Saved entries

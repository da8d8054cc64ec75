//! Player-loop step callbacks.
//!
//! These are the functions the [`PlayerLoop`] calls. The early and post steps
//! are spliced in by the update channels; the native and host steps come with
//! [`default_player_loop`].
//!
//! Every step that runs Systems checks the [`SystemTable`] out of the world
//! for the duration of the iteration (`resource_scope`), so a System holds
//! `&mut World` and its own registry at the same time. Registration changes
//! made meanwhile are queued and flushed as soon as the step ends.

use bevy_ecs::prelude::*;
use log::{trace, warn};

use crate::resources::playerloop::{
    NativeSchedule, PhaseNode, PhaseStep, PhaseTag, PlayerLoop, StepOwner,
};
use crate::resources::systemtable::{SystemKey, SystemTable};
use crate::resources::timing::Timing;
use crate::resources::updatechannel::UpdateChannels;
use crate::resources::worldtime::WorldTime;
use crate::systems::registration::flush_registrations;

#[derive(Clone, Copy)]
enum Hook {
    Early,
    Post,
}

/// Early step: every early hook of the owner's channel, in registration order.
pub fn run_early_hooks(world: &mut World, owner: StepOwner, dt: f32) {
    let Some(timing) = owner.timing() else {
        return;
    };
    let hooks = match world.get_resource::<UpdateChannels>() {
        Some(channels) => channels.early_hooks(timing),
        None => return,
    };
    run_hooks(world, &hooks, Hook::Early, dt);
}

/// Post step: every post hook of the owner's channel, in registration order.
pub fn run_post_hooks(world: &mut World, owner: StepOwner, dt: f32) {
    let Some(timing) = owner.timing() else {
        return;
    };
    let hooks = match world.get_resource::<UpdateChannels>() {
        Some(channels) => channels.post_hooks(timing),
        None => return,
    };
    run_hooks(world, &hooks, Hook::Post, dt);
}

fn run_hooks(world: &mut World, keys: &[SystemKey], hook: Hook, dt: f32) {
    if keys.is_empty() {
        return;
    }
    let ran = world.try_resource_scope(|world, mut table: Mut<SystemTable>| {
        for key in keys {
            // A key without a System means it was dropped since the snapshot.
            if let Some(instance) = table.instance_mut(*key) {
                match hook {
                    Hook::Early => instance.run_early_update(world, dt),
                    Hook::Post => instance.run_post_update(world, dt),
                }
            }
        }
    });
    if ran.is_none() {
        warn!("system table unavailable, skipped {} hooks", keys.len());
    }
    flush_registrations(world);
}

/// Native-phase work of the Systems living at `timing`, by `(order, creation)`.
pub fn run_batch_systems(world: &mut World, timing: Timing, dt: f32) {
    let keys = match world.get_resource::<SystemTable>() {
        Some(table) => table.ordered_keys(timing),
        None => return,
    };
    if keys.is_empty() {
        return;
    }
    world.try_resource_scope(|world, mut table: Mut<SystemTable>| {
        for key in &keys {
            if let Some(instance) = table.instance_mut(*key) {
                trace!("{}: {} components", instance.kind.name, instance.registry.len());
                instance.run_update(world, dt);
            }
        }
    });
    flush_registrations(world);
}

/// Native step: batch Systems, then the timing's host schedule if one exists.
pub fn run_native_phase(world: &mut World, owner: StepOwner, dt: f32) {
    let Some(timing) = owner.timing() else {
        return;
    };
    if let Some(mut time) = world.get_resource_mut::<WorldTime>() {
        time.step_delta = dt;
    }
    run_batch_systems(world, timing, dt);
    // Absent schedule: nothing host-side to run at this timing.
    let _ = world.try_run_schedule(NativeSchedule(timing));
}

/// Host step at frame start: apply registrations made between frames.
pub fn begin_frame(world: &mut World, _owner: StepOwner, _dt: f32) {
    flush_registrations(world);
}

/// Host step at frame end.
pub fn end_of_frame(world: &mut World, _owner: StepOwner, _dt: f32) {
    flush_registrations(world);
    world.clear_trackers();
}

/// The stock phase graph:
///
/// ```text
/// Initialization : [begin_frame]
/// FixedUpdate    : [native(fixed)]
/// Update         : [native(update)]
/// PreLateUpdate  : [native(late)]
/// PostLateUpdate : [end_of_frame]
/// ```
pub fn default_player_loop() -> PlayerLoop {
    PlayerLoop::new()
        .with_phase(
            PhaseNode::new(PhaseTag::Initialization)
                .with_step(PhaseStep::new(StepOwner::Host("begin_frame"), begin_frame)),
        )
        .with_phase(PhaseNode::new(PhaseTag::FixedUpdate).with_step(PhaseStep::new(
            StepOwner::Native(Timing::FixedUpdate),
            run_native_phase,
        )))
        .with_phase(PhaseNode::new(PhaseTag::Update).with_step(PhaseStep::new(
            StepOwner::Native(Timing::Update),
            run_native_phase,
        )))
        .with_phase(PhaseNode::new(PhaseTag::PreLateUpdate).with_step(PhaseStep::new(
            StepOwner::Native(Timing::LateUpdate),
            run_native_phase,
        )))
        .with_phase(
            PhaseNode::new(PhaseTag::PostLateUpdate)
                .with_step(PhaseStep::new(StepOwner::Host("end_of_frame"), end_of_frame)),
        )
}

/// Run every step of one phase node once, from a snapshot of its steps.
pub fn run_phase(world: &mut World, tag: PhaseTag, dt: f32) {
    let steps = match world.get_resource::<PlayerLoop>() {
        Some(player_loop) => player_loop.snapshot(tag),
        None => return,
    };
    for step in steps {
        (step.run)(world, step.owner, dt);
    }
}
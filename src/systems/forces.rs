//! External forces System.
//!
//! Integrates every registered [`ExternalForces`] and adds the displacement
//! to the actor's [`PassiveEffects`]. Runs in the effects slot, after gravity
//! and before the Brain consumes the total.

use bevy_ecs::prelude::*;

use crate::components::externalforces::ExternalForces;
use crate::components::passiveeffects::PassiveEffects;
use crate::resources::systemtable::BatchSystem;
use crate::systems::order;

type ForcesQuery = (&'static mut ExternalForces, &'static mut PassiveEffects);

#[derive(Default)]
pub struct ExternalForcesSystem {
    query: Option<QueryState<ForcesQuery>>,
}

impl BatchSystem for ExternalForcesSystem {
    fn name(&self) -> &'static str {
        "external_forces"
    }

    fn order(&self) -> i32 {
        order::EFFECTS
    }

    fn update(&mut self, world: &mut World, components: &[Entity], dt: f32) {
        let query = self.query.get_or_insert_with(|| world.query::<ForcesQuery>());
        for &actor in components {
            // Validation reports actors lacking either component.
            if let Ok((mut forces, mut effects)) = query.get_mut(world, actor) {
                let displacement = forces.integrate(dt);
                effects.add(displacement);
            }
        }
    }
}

---

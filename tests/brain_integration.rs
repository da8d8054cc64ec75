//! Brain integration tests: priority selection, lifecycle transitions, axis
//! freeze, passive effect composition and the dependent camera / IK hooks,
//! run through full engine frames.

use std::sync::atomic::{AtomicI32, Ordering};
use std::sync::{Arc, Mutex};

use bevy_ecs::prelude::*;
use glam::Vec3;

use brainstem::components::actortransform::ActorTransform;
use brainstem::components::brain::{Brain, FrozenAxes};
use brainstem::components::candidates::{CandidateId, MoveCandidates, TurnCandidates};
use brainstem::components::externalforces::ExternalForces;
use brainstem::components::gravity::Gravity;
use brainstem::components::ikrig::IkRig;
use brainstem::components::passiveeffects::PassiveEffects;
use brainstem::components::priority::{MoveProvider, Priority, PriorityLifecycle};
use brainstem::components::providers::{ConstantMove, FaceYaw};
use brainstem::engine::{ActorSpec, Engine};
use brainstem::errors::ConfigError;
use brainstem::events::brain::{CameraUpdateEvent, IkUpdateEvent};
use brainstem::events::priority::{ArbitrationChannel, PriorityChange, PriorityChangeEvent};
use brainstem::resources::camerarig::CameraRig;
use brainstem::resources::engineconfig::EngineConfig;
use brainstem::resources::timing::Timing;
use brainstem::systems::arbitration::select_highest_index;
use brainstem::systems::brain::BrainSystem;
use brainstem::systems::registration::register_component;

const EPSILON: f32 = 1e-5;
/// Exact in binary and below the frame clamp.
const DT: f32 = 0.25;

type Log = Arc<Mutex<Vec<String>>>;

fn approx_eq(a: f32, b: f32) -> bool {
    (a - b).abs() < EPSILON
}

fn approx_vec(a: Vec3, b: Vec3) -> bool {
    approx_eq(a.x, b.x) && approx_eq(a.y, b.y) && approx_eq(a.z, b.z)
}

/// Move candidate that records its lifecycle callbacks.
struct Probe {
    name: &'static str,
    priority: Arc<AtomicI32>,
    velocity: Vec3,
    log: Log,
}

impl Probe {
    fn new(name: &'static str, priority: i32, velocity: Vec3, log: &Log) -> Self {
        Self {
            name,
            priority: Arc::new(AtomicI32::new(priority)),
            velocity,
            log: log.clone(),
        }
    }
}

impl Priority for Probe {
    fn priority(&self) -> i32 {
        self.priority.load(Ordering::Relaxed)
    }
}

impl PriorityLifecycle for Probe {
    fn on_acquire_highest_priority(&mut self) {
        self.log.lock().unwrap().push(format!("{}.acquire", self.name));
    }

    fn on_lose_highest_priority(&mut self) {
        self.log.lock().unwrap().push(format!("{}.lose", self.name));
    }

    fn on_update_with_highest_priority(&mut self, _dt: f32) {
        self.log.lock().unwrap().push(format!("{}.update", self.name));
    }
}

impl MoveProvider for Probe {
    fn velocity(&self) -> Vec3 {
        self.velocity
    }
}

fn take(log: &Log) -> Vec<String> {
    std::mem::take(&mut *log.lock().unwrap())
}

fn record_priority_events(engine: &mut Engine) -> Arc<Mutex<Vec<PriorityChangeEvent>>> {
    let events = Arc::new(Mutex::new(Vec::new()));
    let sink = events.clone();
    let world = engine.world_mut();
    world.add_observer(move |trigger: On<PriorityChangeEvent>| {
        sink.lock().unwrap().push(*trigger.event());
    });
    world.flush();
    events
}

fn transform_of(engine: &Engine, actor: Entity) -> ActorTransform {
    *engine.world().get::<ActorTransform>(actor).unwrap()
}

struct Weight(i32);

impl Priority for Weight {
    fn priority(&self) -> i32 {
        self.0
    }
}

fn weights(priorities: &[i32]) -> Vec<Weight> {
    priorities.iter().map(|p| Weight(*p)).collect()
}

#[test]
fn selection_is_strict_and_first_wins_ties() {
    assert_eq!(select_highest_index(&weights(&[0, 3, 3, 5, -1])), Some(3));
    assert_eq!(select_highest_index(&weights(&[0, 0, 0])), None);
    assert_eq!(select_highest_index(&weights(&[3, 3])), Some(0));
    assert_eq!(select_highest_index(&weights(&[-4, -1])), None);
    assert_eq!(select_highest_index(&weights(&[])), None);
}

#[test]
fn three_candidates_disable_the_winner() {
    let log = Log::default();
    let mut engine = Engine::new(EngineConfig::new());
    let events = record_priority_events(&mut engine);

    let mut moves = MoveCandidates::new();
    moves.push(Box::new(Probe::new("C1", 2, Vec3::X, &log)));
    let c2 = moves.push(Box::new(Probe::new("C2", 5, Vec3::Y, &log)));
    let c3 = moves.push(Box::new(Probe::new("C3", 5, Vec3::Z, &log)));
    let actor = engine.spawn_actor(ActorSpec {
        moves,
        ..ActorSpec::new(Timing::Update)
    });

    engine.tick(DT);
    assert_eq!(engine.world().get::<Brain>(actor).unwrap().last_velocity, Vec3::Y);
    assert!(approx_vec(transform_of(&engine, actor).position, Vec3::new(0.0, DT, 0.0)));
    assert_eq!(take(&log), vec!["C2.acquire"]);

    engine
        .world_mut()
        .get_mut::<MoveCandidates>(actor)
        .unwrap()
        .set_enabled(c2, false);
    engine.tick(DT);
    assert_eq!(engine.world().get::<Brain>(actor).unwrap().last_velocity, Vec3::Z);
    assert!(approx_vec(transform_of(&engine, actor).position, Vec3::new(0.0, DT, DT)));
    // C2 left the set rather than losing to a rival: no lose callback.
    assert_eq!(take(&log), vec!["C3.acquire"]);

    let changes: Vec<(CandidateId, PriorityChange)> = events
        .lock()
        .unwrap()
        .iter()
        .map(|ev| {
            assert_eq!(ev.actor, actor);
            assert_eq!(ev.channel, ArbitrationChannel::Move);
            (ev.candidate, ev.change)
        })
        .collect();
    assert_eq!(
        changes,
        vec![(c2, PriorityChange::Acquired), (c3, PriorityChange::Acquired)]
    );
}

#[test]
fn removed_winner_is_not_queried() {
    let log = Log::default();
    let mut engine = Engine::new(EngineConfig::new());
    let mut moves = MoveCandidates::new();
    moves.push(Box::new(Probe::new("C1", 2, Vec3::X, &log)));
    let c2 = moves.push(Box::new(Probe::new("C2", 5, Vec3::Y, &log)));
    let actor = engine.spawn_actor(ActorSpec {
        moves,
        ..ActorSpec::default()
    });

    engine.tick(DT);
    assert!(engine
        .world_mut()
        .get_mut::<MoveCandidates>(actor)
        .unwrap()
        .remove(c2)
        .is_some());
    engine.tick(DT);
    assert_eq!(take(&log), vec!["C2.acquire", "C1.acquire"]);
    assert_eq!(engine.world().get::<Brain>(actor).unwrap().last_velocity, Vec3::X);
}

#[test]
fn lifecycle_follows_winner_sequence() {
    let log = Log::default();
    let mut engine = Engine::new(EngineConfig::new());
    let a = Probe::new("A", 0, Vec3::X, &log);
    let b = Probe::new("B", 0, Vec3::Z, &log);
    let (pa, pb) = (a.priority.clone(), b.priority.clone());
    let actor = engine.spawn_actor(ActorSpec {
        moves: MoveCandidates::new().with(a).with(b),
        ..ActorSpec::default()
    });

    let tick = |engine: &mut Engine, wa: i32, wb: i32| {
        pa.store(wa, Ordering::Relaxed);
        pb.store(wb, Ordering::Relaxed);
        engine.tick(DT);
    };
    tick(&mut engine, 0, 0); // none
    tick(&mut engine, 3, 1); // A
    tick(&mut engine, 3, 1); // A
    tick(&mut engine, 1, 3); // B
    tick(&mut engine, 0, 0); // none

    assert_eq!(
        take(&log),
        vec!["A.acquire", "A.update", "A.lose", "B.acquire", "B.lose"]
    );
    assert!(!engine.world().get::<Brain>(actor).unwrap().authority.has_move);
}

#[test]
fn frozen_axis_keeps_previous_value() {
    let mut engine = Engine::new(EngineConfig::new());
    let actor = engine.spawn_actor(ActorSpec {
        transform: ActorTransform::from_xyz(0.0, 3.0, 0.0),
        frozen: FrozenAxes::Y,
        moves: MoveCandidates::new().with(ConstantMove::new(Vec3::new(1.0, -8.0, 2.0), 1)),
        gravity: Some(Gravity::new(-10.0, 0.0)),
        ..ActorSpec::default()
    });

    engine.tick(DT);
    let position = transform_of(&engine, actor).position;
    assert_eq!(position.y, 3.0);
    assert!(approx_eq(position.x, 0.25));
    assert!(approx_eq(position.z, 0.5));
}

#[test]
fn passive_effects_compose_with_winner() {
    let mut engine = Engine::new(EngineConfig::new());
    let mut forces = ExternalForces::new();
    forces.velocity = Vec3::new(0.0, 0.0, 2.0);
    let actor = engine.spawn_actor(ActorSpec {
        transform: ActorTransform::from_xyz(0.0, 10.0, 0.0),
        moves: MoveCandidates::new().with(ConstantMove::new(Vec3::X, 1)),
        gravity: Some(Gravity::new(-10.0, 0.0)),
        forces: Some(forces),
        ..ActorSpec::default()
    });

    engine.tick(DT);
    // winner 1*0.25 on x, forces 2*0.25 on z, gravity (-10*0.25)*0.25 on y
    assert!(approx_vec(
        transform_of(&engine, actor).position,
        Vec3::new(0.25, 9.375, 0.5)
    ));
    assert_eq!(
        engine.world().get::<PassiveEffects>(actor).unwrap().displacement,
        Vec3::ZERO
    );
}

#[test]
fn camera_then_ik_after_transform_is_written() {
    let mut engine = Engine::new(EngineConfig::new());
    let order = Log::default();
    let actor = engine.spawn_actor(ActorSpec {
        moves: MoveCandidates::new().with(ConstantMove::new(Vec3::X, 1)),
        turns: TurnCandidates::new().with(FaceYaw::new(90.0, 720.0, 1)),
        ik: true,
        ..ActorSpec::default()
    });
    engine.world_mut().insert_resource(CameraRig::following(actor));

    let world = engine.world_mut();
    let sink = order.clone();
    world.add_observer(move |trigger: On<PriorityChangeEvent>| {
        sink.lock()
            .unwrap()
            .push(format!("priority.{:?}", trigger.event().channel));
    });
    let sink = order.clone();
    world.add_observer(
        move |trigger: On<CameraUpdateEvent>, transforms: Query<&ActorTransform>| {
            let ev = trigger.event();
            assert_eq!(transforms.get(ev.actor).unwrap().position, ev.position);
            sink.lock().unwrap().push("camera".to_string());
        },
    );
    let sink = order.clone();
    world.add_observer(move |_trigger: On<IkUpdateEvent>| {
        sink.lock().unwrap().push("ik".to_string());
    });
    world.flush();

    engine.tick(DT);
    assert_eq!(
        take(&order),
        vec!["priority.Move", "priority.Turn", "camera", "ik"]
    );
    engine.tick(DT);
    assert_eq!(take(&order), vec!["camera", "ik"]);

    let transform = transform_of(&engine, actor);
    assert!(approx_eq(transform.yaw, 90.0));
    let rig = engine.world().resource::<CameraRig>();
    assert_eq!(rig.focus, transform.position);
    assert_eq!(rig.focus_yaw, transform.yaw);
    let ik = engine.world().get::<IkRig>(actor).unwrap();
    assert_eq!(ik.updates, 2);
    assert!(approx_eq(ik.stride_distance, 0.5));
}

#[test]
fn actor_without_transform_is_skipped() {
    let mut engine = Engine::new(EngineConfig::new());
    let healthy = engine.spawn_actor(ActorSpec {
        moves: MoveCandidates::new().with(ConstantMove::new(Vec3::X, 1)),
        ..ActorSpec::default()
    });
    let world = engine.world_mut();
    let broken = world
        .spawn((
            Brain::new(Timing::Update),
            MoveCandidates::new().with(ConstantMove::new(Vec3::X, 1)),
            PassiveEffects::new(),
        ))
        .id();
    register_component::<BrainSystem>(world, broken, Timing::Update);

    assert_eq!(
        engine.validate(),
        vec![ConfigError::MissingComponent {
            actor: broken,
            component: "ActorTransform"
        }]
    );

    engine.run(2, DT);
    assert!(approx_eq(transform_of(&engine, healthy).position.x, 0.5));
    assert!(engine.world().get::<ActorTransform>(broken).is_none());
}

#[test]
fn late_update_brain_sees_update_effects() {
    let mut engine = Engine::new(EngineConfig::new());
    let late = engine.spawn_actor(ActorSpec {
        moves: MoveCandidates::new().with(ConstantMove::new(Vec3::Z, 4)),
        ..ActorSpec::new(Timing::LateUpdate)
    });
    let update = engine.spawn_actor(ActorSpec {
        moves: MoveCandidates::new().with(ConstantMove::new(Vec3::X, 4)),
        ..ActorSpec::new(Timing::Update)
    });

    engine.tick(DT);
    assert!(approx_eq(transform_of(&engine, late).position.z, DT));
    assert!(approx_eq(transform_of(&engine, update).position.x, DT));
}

* * *

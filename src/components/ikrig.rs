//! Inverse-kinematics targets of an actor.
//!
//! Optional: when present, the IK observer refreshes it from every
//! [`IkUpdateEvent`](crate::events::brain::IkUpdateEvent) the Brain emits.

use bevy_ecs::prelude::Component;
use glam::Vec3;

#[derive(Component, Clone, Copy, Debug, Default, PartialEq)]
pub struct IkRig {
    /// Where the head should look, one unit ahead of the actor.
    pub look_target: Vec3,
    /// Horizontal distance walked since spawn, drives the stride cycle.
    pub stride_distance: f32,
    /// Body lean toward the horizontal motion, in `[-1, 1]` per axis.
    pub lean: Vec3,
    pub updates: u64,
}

* [Exercise]
Read the entries and select each line where the word "WorldTime" is found.

* [Task response]
use crate::resources::worldtime::WorldTime;
    if let Some(mut time) = world.get_resource_mut::<WorldTime>() {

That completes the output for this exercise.